▶ [WHAT YOU WILL DO]:
The expected answer is the set of lines in the data below between the line holding "fn fmt(&self, f: &mut std::fmt::Formatter<'_>)" and the line holding "positive graph degree", inclusive, written out exactly.

Records excerpted from a collection
-----

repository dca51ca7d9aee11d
//! Shared domain enumerations. Wire records come from `postdesk-api-types`.

use std::fmt;
use std::str::FromStr;

use super::error::DomainError;

pub use postdesk_api_types::{DeleteAck, Post, PostDraft, PostId, PostPage, PostStatus};

/// Active status tab. `All` shows every row of the fetched page.
#[derive(Debug, Clone, Copy, Default, PartialEq, Eq, Hash)]
pub enum StatusFilter {
    #[default]
    All,
    Only(PostStatus),
}

impl StatusFilter {
    /// Tab order as shown in the strip.
    pub const TABS: [StatusFilter; 4] = [
        StatusFilter::All,
        StatusFilter::Only(PostStatus::Publish),
        StatusFilter::Only(PostStatus::Draft),
        StatusFilter::Only(PostStatus::Trash),
    ];

    pub fn as_str(self) -> &'static str {
        match self {
            StatusFilter::All => "all",
            StatusFilter::Only(status) => status.as_str(),
        }
    }

    pub fn label(self) -> &'static str {
        match self {
            StatusFilter::All => "All Posts",
            StatusFilter::Only(PostStatus::Publish) => "Published",
            StatusFilter::Only(PostStatus::Draft) => "Drafts",
            StatusFilter::Only(PostStatus::Trash) => "Trashed",
        }
    }

    pub fn matches(self, status: PostStatus) -> bool {
        match self {
            StatusFilter::All => true,
            StatusFilter::Only(expected) => expected == status,
        }
    }
}

impl fmt::Display for StatusFilter {
    fn fmt(&self, f: &mut fmt::Formatter<'_>) -> fmt::Result {
        f.write_str(self.as_str())
    }
}

impl FromStr for StatusFilter {
    type Err = DomainError;

    fn from_str(value: &str) -> Result<Self, Self::Err> {
        let normalized = value.trim().to_ascii_lowercase();
        if normalized == "all" {
            return Ok(StatusFilter::All);
        }
        PostStatus::parse(&normalized)
            .map(StatusFilter::Only)
            .ok_or_else(|| DomainError::validation(format!("unknown status filter `{value}`")))
    }
}
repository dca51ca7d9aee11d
//! Infrastructure adapters and runtime bootstrap.

pub mod error;
pub mod http;
pub mod telemetry;
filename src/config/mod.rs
//! Configuration layer: typed settings with layered precedence (file → env → CLI).

use std::{path::PathBuf, str::FromStr};

use clap::{Args, Parser, Subcommand, builder::BoolishValueParser};
use config::{Config, Environment, File};
use serde::Deserialize;
use thiserror::Error;
use tracing::level_filters::LevelFilter;
use url::Url;

use crate::domain::types::StatusFilter;

const DEFAULT_CONFIG_BASENAME: &str = "config/default";
const LOCAL_CONFIG_BASENAME: &str = "postdesk";
const DEFAULT_API_BASE_URL: &str = "http://localhost:8080";

/// Command-line arguments for the postdesk binary.
#[derive(Debug, Parser)]
#[command(
    name = "postdesk",
    version,
    about = "Admin dashboard for a blog post REST backend"
)]
pub struct CliArgs {
    /// Optional path to a configuration file.
    #[arg(
        long = "config-file",
        env = "POSTDESK_CONFIG_FILE",
        value_name = "PATH",
        global = true
    )]
    pub config_file: Option<PathBuf>,

    #[command(flatten)]
    pub overrides: GlobalOverrides,

    #[command(subcommand)]
    pub command: Command,
}

#[derive(Debug, Args, Default, Clone)]
pub struct GlobalOverrides {
    /// Base URL of the post backend.
    #[arg(
        long = "api-url",
        env = "POSTDESK_API_URL",
        value_name = "URL",
        global = true
    )]
    pub api_url: Option<String>,

    /// Override the base log level (trace|debug|info|warn|error).
    #[arg(long = "log-level", value_name = "LEVEL", global = true)]
    pub log_level: Option<String>,

    /// Toggle JSON logging.
    #[arg(
        long = "log-json",
        value_name = "BOOL",
        value_parser = BoolishValueParser::new(),
        global = true
    )]
    pub log_json: Option<bool>,
}

#[derive(Debug, Subcommand, Clone)]
pub enum Command {
    /// Render one page of the dashboard.
    List(ListArgs),
    /// Show post counts per status.
    Stats,
    /// Print one post as JSON.
    Show(ShowArgs),
    /// Create a post through the dashboard form.
    Create(CreateArgs),
    /// Edit an existing post; omitted fields keep their current value.
    Edit(EditArgs),
    /// Delete a post after confirmation.
    Delete(DeleteArgs),
}

#[derive(Debug, Args, Clone)]
pub struct ListArgs {
    /// Status tab (all|publish|draft|trash).
    #[arg(long, default_value = "all", value_parser = parse_status_filter)]
    pub tab: StatusFilter,

    /// 1-based page number.
    #[arg(long, default_value_t = 1, value_parser = clap::value_parser!(u32).range(1..))]
    pub page: u32,
}

#[derive(Debug, Args, Clone)]
pub struct ShowArgs {
    /// Post identifier.
    pub id: String,
}

#[derive(Debug, Args, Clone)]
pub struct CreateArgs {
    #[arg(long)]
    pub title: String,

    #[arg(long)]
    pub content: String,

    #[arg(long)]
    pub category: String,

    /// publish|draft|trash
    #[arg(long, default_value = "draft")]
    pub status: String,
}

#[derive(Debug, Args, Clone)]
pub struct EditArgs {
    /// Post identifier.
    pub id: String,

    #[arg(long)]
    pub title: Option<String>,

    #[arg(long)]
    pub content: Option<String>,

    #[arg(long)]
    pub category: Option<String>,

    /// publish|draft|trash
    #[arg(long)]
    pub status: Option<String>,
}

#[derive(Debug, Args, Clone)]
pub struct DeleteArgs {
    /// Post identifier.
    pub id: String,

    /// Skip the interactive confirmation.
    #[arg(long, short = 'y', action = clap::ArgAction::SetTrue)]
    pub yes: bool,
}

fn parse_status_filter(value: &str) -> Result<StatusFilter, String> {
    StatusFilter::from_str(value).map_err(|err| err.to_string())
}

/// Fully-resolved settings after precedence resolution and validation.
#[derive(Debug, Clone)]
pub struct Settings {
    pub api: ApiSettings,
    pub logging: LoggingSettings,
}

#[derive(Debug, Clone)]
pub struct ApiSettings {
    pub base_url: Url,
}

#[derive(Debug, Clone)]
pub struct LoggingSettings {
    pub level: LevelFilter,
    pub format: LogFormat,
}

#[derive(Debug, Clone, Copy)]
pub enum LogFormat {
    Json,
    Compact,
}

#[derive(Debug, Error)]
pub enum LoadError {
    #[error("failed to build configuration: {0}")]
    Build(#[from] config::ConfigError),
    #[error("invalid configuration for `{key}`: {reason}")]
    Invalid { key: &'static str, reason: String },
}

impl LoadError {
    fn invalid(key: &'static str, reason: impl Into<String>) -> Self {
        Self::Invalid {
            key,
            reason: reason.into(),
        }
    }
}

/// Load settings using the configured precedence (file → environment → CLI).
pub fn load(cli: &CliArgs) -> Result<Settings, LoadError> {
    let mut builder = Config::builder()
        .add_source(File::with_name(DEFAULT_CONFIG_BASENAME).required(false))
        .add_source(File::with_name(LOCAL_CONFIG_BASENAME).required(false));

    if let Some(path) = cli.config_file.as_ref() {
        builder = builder.add_source(File::from(path.as_path()).required(true));
    }

    builder = builder.add_source(Environment::with_prefix("POSTDESK").separator("__"));

    let mut raw: RawSettings = builder.build()?.try_deserialize()?;
    raw.apply_overrides(&cli.overrides);

    Settings::from_raw(raw)
}

#[derive(Debug, Clone, Deserialize, Default)]
#[serde(default)]
struct RawSettings {
    api: RawApiSettings,
    logging: RawLoggingSettings,
}

impl RawSettings {
    fn apply_overrides(&mut self, overrides: &GlobalOverrides) {
        if let Some(url) = overrides.api_url.as_ref() {
            self.api.base_url = Some(url.clone());
        }
        if let Some(level) = overrides.log_level.as_ref() {
            self.logging.level = Some(level.clone());
        }
        if let Some(json) = overrides.log_json {
            self.logging.json = Some(json);
        }
    }
}

impl Settings {
    fn from_raw(raw: RawSettings) -> Result<Self, LoadError> {
        Ok(Self {
            api: build_api_settings(raw.api)?,
            logging: build_logging_settings(raw.logging)?,
        })
    }
}

fn build_api_settings(api: RawApiSettings) -> Result<ApiSettings, LoadError> {
    let value = api
        .base_url
        .map(|value| value.trim().to_string())
        .filter(|value| !value.is_empty())
        .unwrap_or_else(|| DEFAULT_API_BASE_URL.to_string());

    let base_url = Url::parse(&value)
        .map_err(|err| LoadError::invalid("api.base_url", format!("`{value}`: {err}")))?;
    if !matches!(base_url.scheme(), "http" | "https") {
        return Err(LoadError::invalid(
            "api.base_url",
            format!("unsupported scheme `{}`", base_url.scheme()),
        ));
    }
    if base_url.cannot_be_a_base() || base_url.host_str().is_none() {
        return Err(LoadError::invalid("api.base_url", "must include a host"));
    }

    Ok(ApiSettings { base_url })
}

fn build_logging_settings(logging: RawLoggingSettings) -> Result<LoggingSettings, LoadError> {
    let level = match logging.level {
        Some(level) => LevelFilter::from_str(level.as_str()).map_err(|err| {
            LoadError::invalid("logging.level", format!("failed to parse: {err}"))
        })?,
        None => LevelFilter::WARN,
    };

    let format = if logging.json.unwrap_or(false) {
        LogFormat::Json
    } else {
        LogFormat::Compact
    };

    Ok(LoggingSettings { level, format })
}

#[derive(Debug, Clone, Deserialize, Default)]
#[serde(default)]
struct RawApiSettings {
    base_url: Option<String>,
}

#[derive(Debug, Clone, Deserialize, Default)]
#[serde(default)]
struct RawLoggingSettings {
    level: Option<String>,
    json: Option<bool>,
}

/// Resolve configuration using the supplied CLI arguments, returning both for downstream use.
pub fn load_with_cli() -> Result<(CliArgs, Settings), LoadError> {
    let args = CliArgs::parse();
    let settings = load(&args)?;
    Ok((args, settings))
}
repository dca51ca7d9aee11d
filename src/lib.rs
//! postdesk: admin dashboard client for a blog post REST backend.
//!
//! Layers follow the usual split: `domain` holds validation and filter types,
//! `application` the request executor, gateway contract, presenter and the
//! dashboard orchestrator, `infra` the HTTP gateway and telemetry, and
//! `presentation` the text templates.

pub mod application;
pub mod config;
pub mod domain;
pub mod infra;
pub mod presentation;
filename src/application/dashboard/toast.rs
use std::time::{Duration, Instant};

use uuid::Uuid;

pub const TOAST_TTL: Duration = Duration::from_millis(3000);

#[derive(Debug, Clone, Copy, PartialEq, Eq)]
pub enum ToastKind {
    Success,
    Error,
}

impl ToastKind {
    pub fn as_variant(self) -> &'static str {
        match self {
            ToastKind::Success => "success",
            ToastKind::Error => "error",
        }
    }
}

/// Transient notification. Only the newest one is kept.
#[derive(Debug, Clone, PartialEq, Eq)]
pub struct Toast {
    pub id: Uuid,
    pub kind: ToastKind,
    pub text: String,
    pub ttl: Duration,
    pub shown_at: Instant,
}

impl Toast {
    pub fn success(text: impl Into<String>) -> Self {
        Self::new(ToastKind::Success, text)
    }

    pub fn error(text: impl Into<String>) -> Self {
        Self::new(ToastKind::Error, text)
    }

    fn new(kind: ToastKind, text: impl Into<String>) -> Self {
        Self {
            id: Uuid::new_v4(),
            kind,
            text: text.into(),
            ttl: TOAST_TTL,
            shown_at: Instant::now(),
        }
    }

    pub fn expires_at(&self) -> Instant {
        self.shown_at + self.ttl
    }

    pub fn is_expired(&self, now: Instant) -> bool {
        now >= self.expires_at()
    }
}
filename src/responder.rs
//! Answer assembly: grounded prompt, provider call, citations, confidence

use crate::llm::{LmProvider, DEFAULT_STUB_ANSWER};
use crate::planner::PlannerDecision;
use crate::retriever::Retrieval;
use crate::store::RetrievedChunk;
use serde::{Deserialize, Serialize};
use std::sync::Arc;
use std::time::Instant;
use tracing::warn;

/// Characters of chunk text carried into each citation snippet
const SNIPPET_CHARS: usize = 200;

/// Prefix of the degraded answer returned when the configured provider fails
pub const PROVIDER_UNAVAILABLE_PREFIX: &str = "Model provider unavailable; falling back to stub. ";

/// One source citation per retrieved chunk, in retrieval order
#[derive(Debug, Clone, Serialize, Deserialize)]
pub struct Citation {
    pub doc_id: String,
    pub chunk_id: String,
    pub score: f32,
    pub title: String,
    pub snippet: String,
}

/// Full response to one question
#[derive(Debug, Clone, Serialize, Deserialize)]
pub struct AskResponse {
    pub answer: String,
    pub citations: Vec<Citation>,
    pub planner: PlannerDecision,
    pub latency_ms: u64,
    pub provider: String,
    pub confidence: f32,
    pub question: String,
}

/// Assembles the grounded prompt and calls the language model
pub struct Responder {
    provider: Arc<dyn LmProvider>,
    /// Provider the deployment configured; kept in the response even when the
    /// answer had to degrade to the stub
    configured: String,
}

impl Responder {
    pub fn new(provider: Arc<dyn LmProvider>, configured: String) -> Self {
        Self {
            provider,
            configured,
        }
    }

    pub async fn answer(
        &self,
        question: &str,
        decision: &PlannerDecision,
        retrieval: &Retrieval,
        started: Instant,
    ) -> AskResponse {
        let answer = self.generate_answer(question, &retrieval.chunks).await;
        let citations = retrieval.chunks.iter().map(citation).collect();
        let scores: Vec<f32> = retrieval.chunks.iter().map(|c| c.score).collect();

        let mut planner = decision.clone();
        planner.reasons.extend(retrieval.notes.iter().cloned());

        AskResponse {
            answer,
            citations,
            planner,
            latency_ms: started.elapsed().as_millis() as u64,
            provider: self.configured.clone(),
            confidence: confidence(&scores),
            question: question.to_string(),
        }
    }

    async fn generate_answer(&self, question: &str, chunks: &[RetrievedChunk]) -> String {
        if self.configured == "stub" {
            return DEFAULT_STUB_ANSWER.to_string();
        }
        if self.provider.name() == "stub" {
            // a real provider was configured but the stub was installed at startup
            return format!("{PROVIDER_UNAVAILABLE_PREFIX}{DEFAULT_STUB_ANSWER}");
        }

        let prompt = build_prompt(question, chunks);
        match self.provider.generate(&prompt).await {
            Ok(text) if !text.trim().is_empty() => text,
            Ok(_) => {
                warn!(provider = %self.configured, "provider returned an empty answer");
                format!("{PROVIDER_UNAVAILABLE_PREFIX}{DEFAULT_STUB_ANSWER}")
            }
            Err(e) => {
                warn!(provider = %self.configured, error = %e, "provider failed; degrading to stub answer");
                format!("{PROVIDER_UNAVAILABLE_PREFIX}{DEFAULT_STUB_ANSWER}")
            }
        }
    }
}

/// Fixed service-desk prompt: answer only from the enumerated context and
/// cite sources as `[doc_id:chunk_id]`.
pub fn build_prompt(question: &str, chunks: &[RetrievedChunk]) -> String {
    let mut prompt = String::from(
        "You are a service-desk assistant. Answer the question using only the \
         provided context. Cite sources inline as [doc_id:chunk_id]. If the \
         context does not contain the answer, say that plainly.\n\nContext:\n",
    );

    for (i, chunk) in chunks.iter().enumerate() {
        let label = if chunk.metadata.title.trim().is_empty() {
            &chunk.metadata.doc_id
        } else {
            &chunk.metadata.title
        };
        prompt.push_str(&format!("[{i}] ({label})\n{}\n", chunk.text));
    }

    prompt.push_str(&format!("\nQuestion: {question}\n"));
    prompt
}

fn citation(chunk: &RetrievedChunk) -> Citation {
    Citation {
        doc_id: chunk.metadata.doc_id.clone(),
        chunk_id: chunk.id.clone(),
        score: chunk.score,
        title: chunk.metadata.title.clone(),
        snippet: chunk.text.chars().take(SNIPPET_CHARS).collect(),
    }
}

/// Monotone-in-closeness confidence: `clamp(1 / (1 + mean(scores)), 0.1, 0.99)`
/// when at least one score exists, `0.5` otherwise.
pub fn confidence(scores: &[f32]) -> f32 {
    if scores.is_empty() {
        return 0.5;
    }
    let mean = scores.iter().sum::<f32>() / scores.len() as f32;
    (1.0 / (1.0 + mean)).clamp(0.1, 0.99)
}
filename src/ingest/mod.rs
//! Ingestion pipeline: chunk, embed, and upsert into both indexes
//!
//! All mutation of the vector and graph stores flows through the coordinator.
//! The stores are not jointly transactional; vector upserts always precede
//! graph upserts so hybrid retrieval never surfaces a chunk id without a
//! vector representation.

pub mod sources;
pub mod types;

pub use sources::{DisabledCrawler, PageCrawler, PdfExtractBackend, PdfTextExtractor};
pub use types::{Chunk, Document, IngestResult};

use crate::chunker;
use crate::config::RetrievalConfig;
use crate::embedding::EmbeddingProvider;
use crate::entities::extract_entities;
use crate::error::{ProviderError, Result};
use crate::store::{ChunkMetadata, GraphStore, VectorRecord, VectorStore};
use std::sync::Arc;
use std::time::Instant;
use tracing::{debug, info, warn};

/// Orchestrates the ingest pipeline under the idempotency and ordering rules
pub struct IngestionCoordinator {
    retrieval: RetrievalConfig,
    embedder: Arc<dyn EmbeddingProvider>,
    vector: Arc<dyn VectorStore>,
    graph: Arc<dyn GraphStore>,
}

impl IngestionCoordinator {
    pub fn new(
        retrieval: RetrievalConfig,
        embedder: Arc<dyn EmbeddingProvider>,
        vector: Arc<dyn VectorStore>,
        graph: Arc<dyn GraphStore>,
    ) -> Self {
        Self {
            retrieval,
            embedder,
            vector,
            graph,
        }
    }

    /// Ingest a block of text as one new document
    ///
    /// Every call creates a fresh document; two identical ingests create two
    /// documents. Callers wanting deduplication compute a content hash and
    /// skip before calling.
    pub async fn ingest_text(&self, title: &str, text: &str) -> Result<IngestResult> {
        let started = Instant::now();
        let text = text.trim();
        if text.is_empty() {
            return Ok(IngestResult::empty(elapsed_ms(started)));
        }

        let document = Document::new(title);
        let windows = chunker::split(
            text,
            self.retrieval.chunk_tokens,
            self.retrieval.chunk_overlap,
        );
        let chunks: Vec<Chunk> = windows
            .into_iter()
            .map(|w| Chunk::from_window(&document.doc_id, w))
            .collect();

        let texts: Vec<String> = chunks.iter().map(|c| c.text.clone()).collect();
        let embeddings = self.embedder.embed(&texts).await?;
        if embeddings.len() != chunks.len() {
            return Err(ProviderError::InvalidResponse(format!(
                "embedded {} of {} chunks",
                embeddings.len(),
                chunks.len()
            ))
            .into());
        }

        let records: Vec<VectorRecord> = chunks
            .iter()
            .zip(embeddings)
            .map(|(chunk, embedding)| VectorRecord {
                chunk_id: chunk.chunk_id.clone(),
                text: chunk.text.clone(),
                metadata: ChunkMetadata {
                    doc_id: document.doc_id.clone(),
                    ord: chunk.ord,
                    title: document.title.clone(),
                },
                embedding,
            })
            .collect();
        let vector_count = records.len();

        // Vector first; a graph failure past this point leaves a partial
        // ingest in place rather than rolling back.
        self.vector.upsert(records).await?;

        let graph_result = self.upsert_graph(&document, &chunks).await;
        let entities = match graph_result {
            Ok(entities) => entities,
            Err(e) => {
                warn!(
                    doc_id = %document.doc_id,
                    error = %e,
                    "graph upsert failed after vector success; partial ingest left in place"
                );
                return Err(e);
            }
        };

        let result = IngestResult {
            chunks: chunks.len(),
            entities,
            vector_count,
            ms: elapsed_ms(started),
            pages: None,
        };
        info!(
            doc_id = %document.doc_id,
            chunks = result.chunks,
            entities = result.entities,
            ms = result.ms,
            "ingested document"
        );
        Ok(result)
    }

    async fn upsert_graph(&self, document: &Document, chunks: &[Chunk]) -> Result<usize> {
        self.graph
            .upsert_document(&document.doc_id, &document.title)
            .await?;
        for chunk in chunks {
            self.graph.upsert_chunk(chunk).await?;
            self.graph
                .link_doc_chunk(&document.doc_id, &chunk.chunk_id)
                .await?;
        }

        let entities = extract_entities(chunks.iter().map(|c| c.text.as_str()));
        let lowered: Vec<(String, String)> = chunks
            .iter()
            .map(|c| (c.chunk_id.clone(), c.text.to_lowercase()))
            .collect();

        for entity in &entities {
            self.graph.upsert_entity(entity, entity).await?;
            for (chunk_id, lowered_text) in &lowered {
                if lowered_text.contains(entity.as_str()) {
                    self.graph
                        .link_chunk_entity(chunk_id, entity, "ABOUT")
                        .await?;
                }
            }
        }
        debug!(entities = entities.len(), "graph upsert complete");
        Ok(entities.len())
    }

    /// Ingest a PDF via the byte-to-text collaborator
    pub async fn ingest_pdf(
        &self,
        title: &str,
        bytes: &[u8],
        extractor: &dyn PdfTextExtractor,
    ) -> Result<IngestResult> {
        let text = extractor.extract(bytes)?;
        let pages = sources::form_feed_pages(&text);
        let mut result = self.ingest_text(title, &text).await?;
        result.pages = Some(pages);
        Ok(result)
    }

    /// Crawl from a root URL and ingest one document per page
    pub async fn ingest_url(
        &self,
        url: &str,
        max_depth: usize,
        max_pages: usize,
        crawler: &dyn PageCrawler,
    ) -> Result<IngestResult> {
        let started = Instant::now();
        let pages = crawler.crawl(url, max_depth, max_pages).await?;

        let mut total = IngestResult::empty(0);
        for (page_url, page_text) in &pages {
            let page_result = self.ingest_text(page_url, page_text).await?;
            total.chunks += page_result.chunks;
            total.entities += page_result.entities;
            total.vector_count += page_result.vector_count;
        }
        total.pages = Some(pages.len());
        total.ms = elapsed_ms(started);
        Ok(total)
    }
}

fn elapsed_ms(started: Instant) -> u64 {
    started.elapsed().as_millis() as u64
}
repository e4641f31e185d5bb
//! Query planning: route a question to a retrieval mode
//!
//! The decision rides on entity presence and graph degree. Small service-desk
//! graphs are sparse, so pure graph retrieval only wins once an entity is
//! well-connected.

use crate::entities::extract_entities;
use crate::error::Result;
use crate::store::GraphStore;
use serde::{Deserialize, Serialize};
use std::sync::Arc;
use tracing::{debug, warn};

/// Minimum maximum-degree at which the planner selects pure graph retrieval
pub const GRAPH_THRESHOLD: usize = 3;

/// Retrieval mode chosen for a question
#[derive(Debug, Clone, Copy, PartialEq, Eq, Serialize, Deserialize)]
#[serde(rename_all = "UPPERCASE")]
pub enum RetrievalMode {
    Vector,
    Graph,
    Hybrid,
}

impl std::fmt::Display for RetrievalMode {
    fn fmt(&self, f: &mut std::fmt::Formatter<'_>) -> std::fmt::Result {
        match self {
            RetrievalMode::Vector => write!(f, "VECTOR"),
            RetrievalMode::Graph => write!(f, "GRAPH"),
            RetrievalMode::Hybrid => write!(f, "HYBRID"),
        }
    }
}

/// Planner output: mode, the reasons behind it, and the usable entities
#[derive(Debug, Clone, Serialize, Deserialize)]
pub struct PlannerDecision {
    pub mode: RetrievalMode,
    pub reasons: Vec<String>,
    pub top_k: usize,
    /// Question entities with positive graph degree
    pub entities: Vec<String>,
}

/// Entity-aware query planner
pub struct Planner {
    graph: Arc<dyn GraphStore>,
    top_k: usize,
}

impl Planner {
    pub fn new(graph: Arc<dyn GraphStore>, top_k: usize) -> Self {
        Self { graph, top_k }
    }

    pub async fn plan(&self, question: &str) -> Result<PlannerDecision> {
        let qents = extract_entities([question]);

        let degrees = if qents.is_empty() {
            Default::default()
        } else {
            match self.graph.degrees(&qents).await {
                Ok(degrees) => degrees,
                Err(e) => {
                    warn!(error = %e, "degree lookup failed; planning without graph");
                    Default::default()
                }
            }
        };

        let max_degree = degrees.values().copied().max().unwrap_or(0);
        let (mode, reason) = if qents.is_empty() || max_degree == 0 {
            (RetrievalMode::Vector, "no graph entities")
        } else if max_degree >= GRAPH_THRESHOLD {
            (RetrievalMode::Graph, "graph coverage >= 3")
        } else {
            (RetrievalMode::Hybrid, "graph is sparse")
        };

        let entities: Vec<String> = qents
            .into_iter()
            .filter(|e| degrees.get(e).copied().unwrap_or(0) > 0)
            .collect();

        debug!(%mode, max_degree, entities = entities.len(), "planned retrieval");
        Ok(PlannerDecision {
            mode,
            reasons: vec![reason.to_string()],
            top_k: self.top_k,
            entities,
        })
    }
}

#[cfg(test)]
mod tests {
    use super::*;
    use crate::ingest::types::Chunk;
    use crate::store::InMemoryGraphStore;

    async fn graph_with_degree(key: &str, degree: usize) -> Arc<InMemoryGraphStore> {
        let store = Arc::new(InMemoryGraphStore::new());
        store.upsert_document("d", "Doc").await.unwrap();
        store.upsert_entity(key, key).await.unwrap();
        for ord in 0..degree {
            let chunk = Chunk {
                chunk_id: format!("d-{ord}"),
                doc_id: "d".to_string(),
                ord,
                text: format!("{key} text"),
                tokens: 2,
            };
            store.upsert_chunk(&chunk).await.unwrap();
            store.link_doc_chunk("d", &chunk.chunk_id).await.unwrap();
            store
                .link_chunk_entity(&chunk.chunk_id, key, "ABOUT")
                .await
                .unwrap();
        }
        store
    }

    #[tokio::test]
    async fn test_no_entities_selects_vector() {
        let planner = Planner::new(Arc::new(InMemoryGraphStore::new()), 6);
        let decision = planner.plan("???").await.unwrap();
        assert_eq!(decision.mode, RetrievalMode::Vector);
        assert_eq!(decision.reasons, vec!["no graph entities"]);
        assert!(decision.entities.is_empty());
    }

    #[tokio::test]
    async fn test_zero_degree_selects_vector() {
        let planner = Planner::new(Arc::new(InMemoryGraphStore::new()), 6);
        let decision = planner.plan("How do Widget parts work?").await.unwrap();
        assert_eq!(decision.mode, RetrievalMode::Vector);
        assert!(decision.entities.is_empty());
    }

    #[tokio::test]
    async fn test_sparse_degree_selects_hybrid() {
        let graph = graph_with_degree("widget", 2).await;
        let planner = Planner::new(graph, 6);
        let decision = planner.plan("Tell me about the widget").await.unwrap();
        assert_eq!(decision.mode, RetrievalMode::Hybrid);
        assert_eq!(decision.reasons, vec!["graph is sparse"]);
        assert_eq!(decision.entities, vec!["widget".to_string()]);
    }

    #[tokio::test]
    async fn test_dense_degree_selects_graph() {
        let graph = graph_with_degree("widget", GRAPH_THRESHOLD).await;
        let planner = Planner::new(graph, 6);
        let decision = planner.plan("Tell me about the widget").await.unwrap();
        assert_eq!(decision.mode, RetrievalMode::Graph);
        assert_eq!(decision.reasons, vec!["graph coverage >= 3"]);
    }

    #[tokio::test]
    async fn test_top_k_carried_through() {
        let planner = Planner::new(Arc::new(InMemoryGraphStore::new()), 4);
        let decision = planner.plan("anything").await.unwrap();
        assert_eq!(decision.top_k, 4);
    }

    #[test]
    fn test_mode_serializes_uppercase() {
        let json = serde_json::to_string(&RetrievalMode::Hybrid).unwrap();
        assert_eq!(json, "\"HYBRID\"");
    }
}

-----

▶ [YOUR RESPONSE]:
    fn fmt(&self, f: &mut std::fmt::Formatter<'_>) -> std::fmt::Result {
        match self {
            RetrievalMode::Vector => write!(f, "VECTOR"),
            RetrievalMode::Graph => write!(f, "GRAPH"),
            RetrievalMode::Hybrid => write!(f, "HYBRID"),
        }
    }
}

/// Planner output: mode, the reasons behind it, and the usable entities
#[derive(Debug, Clone, Serialize, Deserialize)]
pub struct PlannerDecision {
    pub mode: RetrievalMode,
    pub reasons: Vec<String>,
    pub top_k: usize,
    /// Question entities with positive graph degree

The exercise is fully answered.